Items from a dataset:
········

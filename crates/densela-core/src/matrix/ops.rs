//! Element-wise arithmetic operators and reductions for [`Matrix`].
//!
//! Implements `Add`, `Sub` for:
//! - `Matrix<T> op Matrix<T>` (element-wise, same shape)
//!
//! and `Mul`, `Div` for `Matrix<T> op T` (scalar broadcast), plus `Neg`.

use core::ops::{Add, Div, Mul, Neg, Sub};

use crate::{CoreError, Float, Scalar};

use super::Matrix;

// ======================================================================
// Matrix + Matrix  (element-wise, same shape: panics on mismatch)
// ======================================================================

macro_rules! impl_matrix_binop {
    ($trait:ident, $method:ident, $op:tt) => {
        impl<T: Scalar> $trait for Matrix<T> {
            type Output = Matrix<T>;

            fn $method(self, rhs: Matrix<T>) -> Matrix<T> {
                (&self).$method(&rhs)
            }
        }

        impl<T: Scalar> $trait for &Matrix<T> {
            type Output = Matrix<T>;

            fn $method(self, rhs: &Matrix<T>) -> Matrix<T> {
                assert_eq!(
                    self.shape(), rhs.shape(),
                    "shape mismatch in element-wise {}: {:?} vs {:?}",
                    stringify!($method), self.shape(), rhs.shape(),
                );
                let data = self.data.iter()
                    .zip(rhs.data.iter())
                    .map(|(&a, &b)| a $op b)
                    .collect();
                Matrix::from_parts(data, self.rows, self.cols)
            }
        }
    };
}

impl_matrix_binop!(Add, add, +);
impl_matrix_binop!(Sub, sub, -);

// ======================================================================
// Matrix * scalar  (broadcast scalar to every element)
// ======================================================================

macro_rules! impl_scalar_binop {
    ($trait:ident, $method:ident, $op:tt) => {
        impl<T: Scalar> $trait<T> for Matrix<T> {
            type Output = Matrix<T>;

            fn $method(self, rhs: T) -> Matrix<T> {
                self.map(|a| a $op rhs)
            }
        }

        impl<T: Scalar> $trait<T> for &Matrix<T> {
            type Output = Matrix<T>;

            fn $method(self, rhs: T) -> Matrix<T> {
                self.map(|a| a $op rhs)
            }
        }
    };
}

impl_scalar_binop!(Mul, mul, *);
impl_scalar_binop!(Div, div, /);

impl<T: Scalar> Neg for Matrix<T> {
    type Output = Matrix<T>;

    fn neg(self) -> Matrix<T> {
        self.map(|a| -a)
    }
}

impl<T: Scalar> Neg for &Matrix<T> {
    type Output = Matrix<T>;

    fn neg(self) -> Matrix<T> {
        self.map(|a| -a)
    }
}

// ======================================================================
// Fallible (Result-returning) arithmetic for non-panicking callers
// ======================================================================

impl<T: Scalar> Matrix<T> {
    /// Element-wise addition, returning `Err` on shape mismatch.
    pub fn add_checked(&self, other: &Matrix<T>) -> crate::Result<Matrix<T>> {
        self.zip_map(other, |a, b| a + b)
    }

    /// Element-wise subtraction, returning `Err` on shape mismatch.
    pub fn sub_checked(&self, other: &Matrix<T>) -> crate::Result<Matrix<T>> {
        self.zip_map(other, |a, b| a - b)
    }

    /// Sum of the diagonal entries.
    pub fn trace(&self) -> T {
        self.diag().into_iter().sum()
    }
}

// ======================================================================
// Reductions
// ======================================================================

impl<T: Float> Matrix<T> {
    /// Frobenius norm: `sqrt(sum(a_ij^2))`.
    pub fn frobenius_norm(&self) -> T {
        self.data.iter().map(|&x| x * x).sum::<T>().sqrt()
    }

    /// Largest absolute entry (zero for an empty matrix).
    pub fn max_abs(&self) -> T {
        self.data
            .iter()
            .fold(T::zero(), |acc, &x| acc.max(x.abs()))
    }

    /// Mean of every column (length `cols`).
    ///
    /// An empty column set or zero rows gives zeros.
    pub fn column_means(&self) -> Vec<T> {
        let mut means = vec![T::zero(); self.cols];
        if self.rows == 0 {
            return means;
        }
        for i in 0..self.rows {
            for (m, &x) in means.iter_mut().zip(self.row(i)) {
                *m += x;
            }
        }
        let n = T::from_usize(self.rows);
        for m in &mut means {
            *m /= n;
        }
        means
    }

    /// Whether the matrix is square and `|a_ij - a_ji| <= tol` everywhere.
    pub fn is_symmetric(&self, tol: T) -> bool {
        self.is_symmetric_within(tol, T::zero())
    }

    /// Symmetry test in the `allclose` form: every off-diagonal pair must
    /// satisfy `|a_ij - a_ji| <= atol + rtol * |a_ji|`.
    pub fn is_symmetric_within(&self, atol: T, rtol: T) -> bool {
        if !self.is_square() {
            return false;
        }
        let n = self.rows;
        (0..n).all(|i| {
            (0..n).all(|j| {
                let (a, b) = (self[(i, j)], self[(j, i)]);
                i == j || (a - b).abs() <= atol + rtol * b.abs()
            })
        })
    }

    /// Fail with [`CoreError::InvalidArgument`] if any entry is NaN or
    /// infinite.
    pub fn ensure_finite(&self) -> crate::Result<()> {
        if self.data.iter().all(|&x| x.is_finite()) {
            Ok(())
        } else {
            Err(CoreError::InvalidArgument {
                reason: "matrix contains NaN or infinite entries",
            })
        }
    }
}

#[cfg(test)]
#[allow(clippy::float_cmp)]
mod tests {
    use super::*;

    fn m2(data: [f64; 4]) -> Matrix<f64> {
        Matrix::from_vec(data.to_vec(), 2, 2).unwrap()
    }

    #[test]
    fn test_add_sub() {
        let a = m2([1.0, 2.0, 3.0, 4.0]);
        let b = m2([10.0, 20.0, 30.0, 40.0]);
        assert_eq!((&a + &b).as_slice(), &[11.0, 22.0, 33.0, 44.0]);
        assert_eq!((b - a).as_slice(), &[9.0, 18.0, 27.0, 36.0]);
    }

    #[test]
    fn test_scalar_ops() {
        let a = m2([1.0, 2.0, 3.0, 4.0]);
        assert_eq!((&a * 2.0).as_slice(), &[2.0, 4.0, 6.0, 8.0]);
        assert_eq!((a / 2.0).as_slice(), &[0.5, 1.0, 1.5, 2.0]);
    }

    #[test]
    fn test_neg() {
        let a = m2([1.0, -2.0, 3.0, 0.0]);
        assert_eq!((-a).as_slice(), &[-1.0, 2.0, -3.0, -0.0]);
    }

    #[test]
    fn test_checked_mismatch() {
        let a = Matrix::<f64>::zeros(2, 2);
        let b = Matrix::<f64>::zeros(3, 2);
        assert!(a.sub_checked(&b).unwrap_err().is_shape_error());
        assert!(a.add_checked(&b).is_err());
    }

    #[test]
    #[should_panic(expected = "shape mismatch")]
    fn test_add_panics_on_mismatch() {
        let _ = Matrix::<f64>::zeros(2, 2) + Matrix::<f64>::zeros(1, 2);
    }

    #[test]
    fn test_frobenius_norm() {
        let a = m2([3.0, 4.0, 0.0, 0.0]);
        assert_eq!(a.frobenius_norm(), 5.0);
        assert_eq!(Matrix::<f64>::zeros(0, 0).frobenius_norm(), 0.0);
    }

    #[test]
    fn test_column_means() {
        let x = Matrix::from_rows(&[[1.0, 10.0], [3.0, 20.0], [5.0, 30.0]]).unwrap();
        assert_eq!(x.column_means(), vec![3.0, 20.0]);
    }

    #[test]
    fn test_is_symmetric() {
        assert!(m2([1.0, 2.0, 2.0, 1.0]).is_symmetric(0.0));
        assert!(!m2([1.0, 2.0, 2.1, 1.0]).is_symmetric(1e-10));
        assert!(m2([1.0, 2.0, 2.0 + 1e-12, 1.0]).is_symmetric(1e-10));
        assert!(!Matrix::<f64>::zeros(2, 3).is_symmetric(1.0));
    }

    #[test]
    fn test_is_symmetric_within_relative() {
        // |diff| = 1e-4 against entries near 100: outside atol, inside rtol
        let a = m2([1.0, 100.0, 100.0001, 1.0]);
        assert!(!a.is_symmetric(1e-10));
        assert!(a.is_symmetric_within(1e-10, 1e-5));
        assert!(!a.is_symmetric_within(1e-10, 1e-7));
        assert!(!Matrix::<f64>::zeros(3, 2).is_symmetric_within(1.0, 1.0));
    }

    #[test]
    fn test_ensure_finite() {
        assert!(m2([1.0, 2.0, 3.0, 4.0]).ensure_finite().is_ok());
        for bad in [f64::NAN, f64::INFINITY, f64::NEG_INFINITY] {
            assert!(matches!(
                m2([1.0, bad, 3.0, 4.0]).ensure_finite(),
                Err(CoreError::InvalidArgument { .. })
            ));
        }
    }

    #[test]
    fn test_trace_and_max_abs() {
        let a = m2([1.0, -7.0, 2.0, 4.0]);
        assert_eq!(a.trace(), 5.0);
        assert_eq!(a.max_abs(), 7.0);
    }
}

········

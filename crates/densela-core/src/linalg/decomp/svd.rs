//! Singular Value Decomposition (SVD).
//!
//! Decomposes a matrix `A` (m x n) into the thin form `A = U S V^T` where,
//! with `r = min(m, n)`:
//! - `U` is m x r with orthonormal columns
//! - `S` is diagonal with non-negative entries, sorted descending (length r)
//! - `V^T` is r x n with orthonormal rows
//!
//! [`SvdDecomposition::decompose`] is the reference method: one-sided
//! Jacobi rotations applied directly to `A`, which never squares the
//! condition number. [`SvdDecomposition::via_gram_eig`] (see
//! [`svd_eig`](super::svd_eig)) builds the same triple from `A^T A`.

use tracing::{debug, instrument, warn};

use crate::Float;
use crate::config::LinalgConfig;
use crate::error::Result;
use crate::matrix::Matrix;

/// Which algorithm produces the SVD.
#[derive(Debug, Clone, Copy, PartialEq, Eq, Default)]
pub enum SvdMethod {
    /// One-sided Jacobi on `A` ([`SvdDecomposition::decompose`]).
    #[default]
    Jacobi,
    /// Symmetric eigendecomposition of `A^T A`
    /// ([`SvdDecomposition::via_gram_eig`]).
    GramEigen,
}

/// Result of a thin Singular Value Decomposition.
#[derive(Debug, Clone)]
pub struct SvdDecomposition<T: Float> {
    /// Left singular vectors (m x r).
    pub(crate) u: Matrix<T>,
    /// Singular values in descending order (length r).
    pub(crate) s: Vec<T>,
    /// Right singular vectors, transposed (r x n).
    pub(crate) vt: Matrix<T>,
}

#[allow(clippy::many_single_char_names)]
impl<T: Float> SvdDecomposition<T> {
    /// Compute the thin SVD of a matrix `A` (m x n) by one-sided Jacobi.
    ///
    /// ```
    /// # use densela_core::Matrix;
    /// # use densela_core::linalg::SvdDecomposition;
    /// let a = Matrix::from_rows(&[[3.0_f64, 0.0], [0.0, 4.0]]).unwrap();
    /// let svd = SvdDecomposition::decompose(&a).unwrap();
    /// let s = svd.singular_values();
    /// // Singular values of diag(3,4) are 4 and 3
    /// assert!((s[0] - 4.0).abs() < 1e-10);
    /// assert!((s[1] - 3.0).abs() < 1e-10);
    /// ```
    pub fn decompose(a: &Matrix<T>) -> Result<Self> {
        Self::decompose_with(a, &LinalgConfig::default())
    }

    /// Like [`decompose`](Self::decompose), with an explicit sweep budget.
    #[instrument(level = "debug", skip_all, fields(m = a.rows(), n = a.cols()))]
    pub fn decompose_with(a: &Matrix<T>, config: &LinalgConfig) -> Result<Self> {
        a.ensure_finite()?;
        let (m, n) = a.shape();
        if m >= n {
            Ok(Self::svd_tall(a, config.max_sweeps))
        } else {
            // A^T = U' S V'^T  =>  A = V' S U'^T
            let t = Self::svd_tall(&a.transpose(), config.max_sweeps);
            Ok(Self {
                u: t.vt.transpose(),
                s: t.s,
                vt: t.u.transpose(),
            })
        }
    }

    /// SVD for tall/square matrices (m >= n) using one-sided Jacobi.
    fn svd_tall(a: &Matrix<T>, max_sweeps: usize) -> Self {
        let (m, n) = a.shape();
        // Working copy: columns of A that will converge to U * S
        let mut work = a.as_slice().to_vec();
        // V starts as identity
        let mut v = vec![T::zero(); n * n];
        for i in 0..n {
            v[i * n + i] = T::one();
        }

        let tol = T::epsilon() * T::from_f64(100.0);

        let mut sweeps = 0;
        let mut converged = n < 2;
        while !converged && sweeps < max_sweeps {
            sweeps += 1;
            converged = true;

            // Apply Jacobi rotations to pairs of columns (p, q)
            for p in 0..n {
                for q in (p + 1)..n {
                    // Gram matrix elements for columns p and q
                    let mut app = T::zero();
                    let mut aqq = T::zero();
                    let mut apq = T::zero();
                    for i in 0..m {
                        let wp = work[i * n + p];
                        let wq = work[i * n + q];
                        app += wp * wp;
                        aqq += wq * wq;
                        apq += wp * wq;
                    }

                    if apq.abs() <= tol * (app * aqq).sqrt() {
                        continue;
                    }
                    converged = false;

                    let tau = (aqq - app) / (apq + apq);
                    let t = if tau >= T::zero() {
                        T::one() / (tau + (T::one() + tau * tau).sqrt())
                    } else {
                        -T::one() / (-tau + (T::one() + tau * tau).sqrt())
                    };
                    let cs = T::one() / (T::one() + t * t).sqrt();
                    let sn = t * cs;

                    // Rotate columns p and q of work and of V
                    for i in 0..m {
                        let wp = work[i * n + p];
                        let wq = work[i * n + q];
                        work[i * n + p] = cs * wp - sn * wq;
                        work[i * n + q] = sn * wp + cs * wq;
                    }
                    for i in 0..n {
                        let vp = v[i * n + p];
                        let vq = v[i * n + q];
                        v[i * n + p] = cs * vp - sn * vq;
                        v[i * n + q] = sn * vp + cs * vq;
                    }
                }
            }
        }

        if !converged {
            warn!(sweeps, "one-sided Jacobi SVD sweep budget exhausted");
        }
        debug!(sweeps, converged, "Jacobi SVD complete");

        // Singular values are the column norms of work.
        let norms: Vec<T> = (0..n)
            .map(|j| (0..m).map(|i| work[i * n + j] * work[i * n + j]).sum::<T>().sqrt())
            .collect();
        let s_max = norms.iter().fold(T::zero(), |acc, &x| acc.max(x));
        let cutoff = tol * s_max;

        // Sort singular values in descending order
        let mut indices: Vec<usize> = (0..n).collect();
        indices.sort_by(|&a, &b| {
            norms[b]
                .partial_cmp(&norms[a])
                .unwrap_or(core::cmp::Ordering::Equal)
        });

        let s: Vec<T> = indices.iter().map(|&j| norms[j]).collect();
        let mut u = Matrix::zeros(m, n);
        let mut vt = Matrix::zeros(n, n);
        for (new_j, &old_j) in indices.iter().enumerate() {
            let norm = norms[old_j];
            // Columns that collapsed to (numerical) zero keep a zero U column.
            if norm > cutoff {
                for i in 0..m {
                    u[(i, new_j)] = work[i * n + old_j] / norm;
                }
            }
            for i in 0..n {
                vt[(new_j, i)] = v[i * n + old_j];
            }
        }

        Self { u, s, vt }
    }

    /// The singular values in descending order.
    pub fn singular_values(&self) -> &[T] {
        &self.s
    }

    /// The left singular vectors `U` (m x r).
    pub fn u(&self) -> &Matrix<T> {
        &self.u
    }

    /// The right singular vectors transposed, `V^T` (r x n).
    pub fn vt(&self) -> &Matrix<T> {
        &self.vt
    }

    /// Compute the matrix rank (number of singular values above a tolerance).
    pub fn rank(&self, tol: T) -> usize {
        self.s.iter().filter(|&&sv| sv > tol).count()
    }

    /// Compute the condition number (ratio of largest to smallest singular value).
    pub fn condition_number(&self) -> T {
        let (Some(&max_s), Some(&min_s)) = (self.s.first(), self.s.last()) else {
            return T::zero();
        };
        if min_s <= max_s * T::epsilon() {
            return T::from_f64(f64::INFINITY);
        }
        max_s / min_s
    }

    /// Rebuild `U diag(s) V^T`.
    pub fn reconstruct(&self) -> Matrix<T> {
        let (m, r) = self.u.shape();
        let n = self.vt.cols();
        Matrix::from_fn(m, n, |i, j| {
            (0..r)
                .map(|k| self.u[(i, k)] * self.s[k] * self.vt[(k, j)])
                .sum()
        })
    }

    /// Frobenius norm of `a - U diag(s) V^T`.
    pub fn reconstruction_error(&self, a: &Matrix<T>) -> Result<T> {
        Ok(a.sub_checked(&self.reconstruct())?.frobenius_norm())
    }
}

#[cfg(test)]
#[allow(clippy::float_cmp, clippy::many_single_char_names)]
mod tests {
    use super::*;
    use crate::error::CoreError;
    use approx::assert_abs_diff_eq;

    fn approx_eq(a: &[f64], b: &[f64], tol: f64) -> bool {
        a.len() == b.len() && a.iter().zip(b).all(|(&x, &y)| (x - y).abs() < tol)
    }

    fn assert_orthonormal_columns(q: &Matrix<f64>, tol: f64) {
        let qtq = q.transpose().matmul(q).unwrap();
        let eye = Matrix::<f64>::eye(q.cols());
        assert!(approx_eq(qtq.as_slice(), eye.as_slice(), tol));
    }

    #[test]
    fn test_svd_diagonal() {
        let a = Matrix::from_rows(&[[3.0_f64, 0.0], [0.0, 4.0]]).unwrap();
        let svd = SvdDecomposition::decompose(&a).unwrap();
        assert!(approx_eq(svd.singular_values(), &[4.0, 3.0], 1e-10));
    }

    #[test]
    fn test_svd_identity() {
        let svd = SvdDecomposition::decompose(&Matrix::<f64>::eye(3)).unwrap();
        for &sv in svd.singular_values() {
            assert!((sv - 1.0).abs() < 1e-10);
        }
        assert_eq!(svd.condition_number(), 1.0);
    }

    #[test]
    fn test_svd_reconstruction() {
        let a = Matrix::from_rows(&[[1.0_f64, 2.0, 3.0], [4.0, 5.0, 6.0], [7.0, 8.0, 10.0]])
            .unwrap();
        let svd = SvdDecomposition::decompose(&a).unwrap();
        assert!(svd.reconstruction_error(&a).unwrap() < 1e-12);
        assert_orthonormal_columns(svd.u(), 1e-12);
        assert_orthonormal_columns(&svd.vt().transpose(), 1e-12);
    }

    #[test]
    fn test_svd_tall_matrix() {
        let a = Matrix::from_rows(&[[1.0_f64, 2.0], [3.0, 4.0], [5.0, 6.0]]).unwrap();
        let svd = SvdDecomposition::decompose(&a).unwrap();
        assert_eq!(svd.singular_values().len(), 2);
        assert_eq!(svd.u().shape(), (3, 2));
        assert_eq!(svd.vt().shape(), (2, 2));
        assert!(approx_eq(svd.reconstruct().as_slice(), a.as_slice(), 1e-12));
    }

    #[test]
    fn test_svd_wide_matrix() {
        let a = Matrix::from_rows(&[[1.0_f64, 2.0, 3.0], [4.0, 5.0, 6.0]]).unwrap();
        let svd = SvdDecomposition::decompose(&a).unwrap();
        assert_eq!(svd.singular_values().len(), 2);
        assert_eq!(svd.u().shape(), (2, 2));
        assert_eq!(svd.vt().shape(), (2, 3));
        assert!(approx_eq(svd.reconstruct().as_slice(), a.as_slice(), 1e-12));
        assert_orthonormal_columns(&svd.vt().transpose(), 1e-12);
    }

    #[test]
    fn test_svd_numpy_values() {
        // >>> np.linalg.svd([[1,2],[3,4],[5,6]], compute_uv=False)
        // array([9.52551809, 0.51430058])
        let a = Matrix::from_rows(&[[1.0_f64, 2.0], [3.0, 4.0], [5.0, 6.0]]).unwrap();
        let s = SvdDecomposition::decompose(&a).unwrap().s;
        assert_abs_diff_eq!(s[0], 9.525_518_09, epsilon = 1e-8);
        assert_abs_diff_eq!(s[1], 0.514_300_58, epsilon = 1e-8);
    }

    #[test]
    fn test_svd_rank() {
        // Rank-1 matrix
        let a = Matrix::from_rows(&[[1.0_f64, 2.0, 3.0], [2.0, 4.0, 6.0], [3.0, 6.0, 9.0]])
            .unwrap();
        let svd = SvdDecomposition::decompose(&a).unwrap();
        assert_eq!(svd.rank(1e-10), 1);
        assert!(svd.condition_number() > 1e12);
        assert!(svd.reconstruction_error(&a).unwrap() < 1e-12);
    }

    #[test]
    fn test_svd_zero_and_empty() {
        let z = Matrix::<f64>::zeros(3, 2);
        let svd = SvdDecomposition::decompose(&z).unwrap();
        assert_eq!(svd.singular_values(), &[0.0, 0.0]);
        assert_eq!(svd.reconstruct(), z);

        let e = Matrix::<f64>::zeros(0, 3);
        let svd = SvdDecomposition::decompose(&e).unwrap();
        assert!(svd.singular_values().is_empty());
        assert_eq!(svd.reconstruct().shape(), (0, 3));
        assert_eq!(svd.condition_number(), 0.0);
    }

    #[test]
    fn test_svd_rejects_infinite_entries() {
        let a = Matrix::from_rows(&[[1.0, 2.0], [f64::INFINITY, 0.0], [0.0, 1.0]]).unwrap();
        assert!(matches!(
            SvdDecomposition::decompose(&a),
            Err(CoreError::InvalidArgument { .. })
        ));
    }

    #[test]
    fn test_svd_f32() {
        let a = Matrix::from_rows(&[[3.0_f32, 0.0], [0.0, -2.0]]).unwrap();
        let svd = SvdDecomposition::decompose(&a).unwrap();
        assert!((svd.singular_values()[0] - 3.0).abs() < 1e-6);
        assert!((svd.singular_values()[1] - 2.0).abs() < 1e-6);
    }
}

········

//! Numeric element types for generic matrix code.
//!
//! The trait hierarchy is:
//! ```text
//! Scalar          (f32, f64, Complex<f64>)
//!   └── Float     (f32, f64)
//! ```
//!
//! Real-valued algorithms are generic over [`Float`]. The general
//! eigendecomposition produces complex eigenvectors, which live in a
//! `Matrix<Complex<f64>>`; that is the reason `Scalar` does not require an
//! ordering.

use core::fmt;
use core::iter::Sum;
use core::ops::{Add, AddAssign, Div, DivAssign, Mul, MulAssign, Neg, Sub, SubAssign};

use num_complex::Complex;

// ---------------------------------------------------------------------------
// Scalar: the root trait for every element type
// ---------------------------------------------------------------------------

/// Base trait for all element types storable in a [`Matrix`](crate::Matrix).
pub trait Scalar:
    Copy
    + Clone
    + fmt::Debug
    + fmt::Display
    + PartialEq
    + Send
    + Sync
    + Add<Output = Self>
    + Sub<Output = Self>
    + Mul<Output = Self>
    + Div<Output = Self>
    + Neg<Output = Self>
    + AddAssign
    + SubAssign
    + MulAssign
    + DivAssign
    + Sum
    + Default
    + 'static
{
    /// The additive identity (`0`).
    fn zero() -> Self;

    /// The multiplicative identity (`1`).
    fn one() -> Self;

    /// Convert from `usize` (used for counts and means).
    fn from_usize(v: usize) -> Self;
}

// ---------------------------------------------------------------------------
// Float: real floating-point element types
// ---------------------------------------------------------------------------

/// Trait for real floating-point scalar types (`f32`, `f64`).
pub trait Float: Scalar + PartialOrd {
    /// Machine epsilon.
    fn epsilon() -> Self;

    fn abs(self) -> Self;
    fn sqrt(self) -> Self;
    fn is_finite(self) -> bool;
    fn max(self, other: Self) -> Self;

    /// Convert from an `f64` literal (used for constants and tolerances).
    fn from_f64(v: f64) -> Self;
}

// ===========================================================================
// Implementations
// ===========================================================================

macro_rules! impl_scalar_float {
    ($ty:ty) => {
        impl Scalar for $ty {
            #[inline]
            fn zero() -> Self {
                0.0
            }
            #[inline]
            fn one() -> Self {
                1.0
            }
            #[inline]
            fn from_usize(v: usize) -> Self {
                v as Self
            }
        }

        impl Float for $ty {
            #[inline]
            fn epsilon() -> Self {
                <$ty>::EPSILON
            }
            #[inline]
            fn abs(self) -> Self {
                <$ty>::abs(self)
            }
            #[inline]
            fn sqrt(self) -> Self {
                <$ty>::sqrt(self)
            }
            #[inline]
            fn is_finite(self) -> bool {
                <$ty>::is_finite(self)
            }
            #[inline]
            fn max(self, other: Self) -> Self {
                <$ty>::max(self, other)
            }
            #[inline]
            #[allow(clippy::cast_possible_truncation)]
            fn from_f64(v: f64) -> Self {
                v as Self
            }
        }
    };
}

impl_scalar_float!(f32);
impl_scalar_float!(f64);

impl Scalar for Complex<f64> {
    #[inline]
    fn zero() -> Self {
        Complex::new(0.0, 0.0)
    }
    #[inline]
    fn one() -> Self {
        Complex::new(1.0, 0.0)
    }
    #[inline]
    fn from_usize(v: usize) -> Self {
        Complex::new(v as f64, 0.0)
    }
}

········

Look through the records and gather each line with the word "crates".

*Task result*:
filename crates/densela-core/src/matrix/ops.rs
filename crates/densela-core/src/linalg/decomp/svd.rs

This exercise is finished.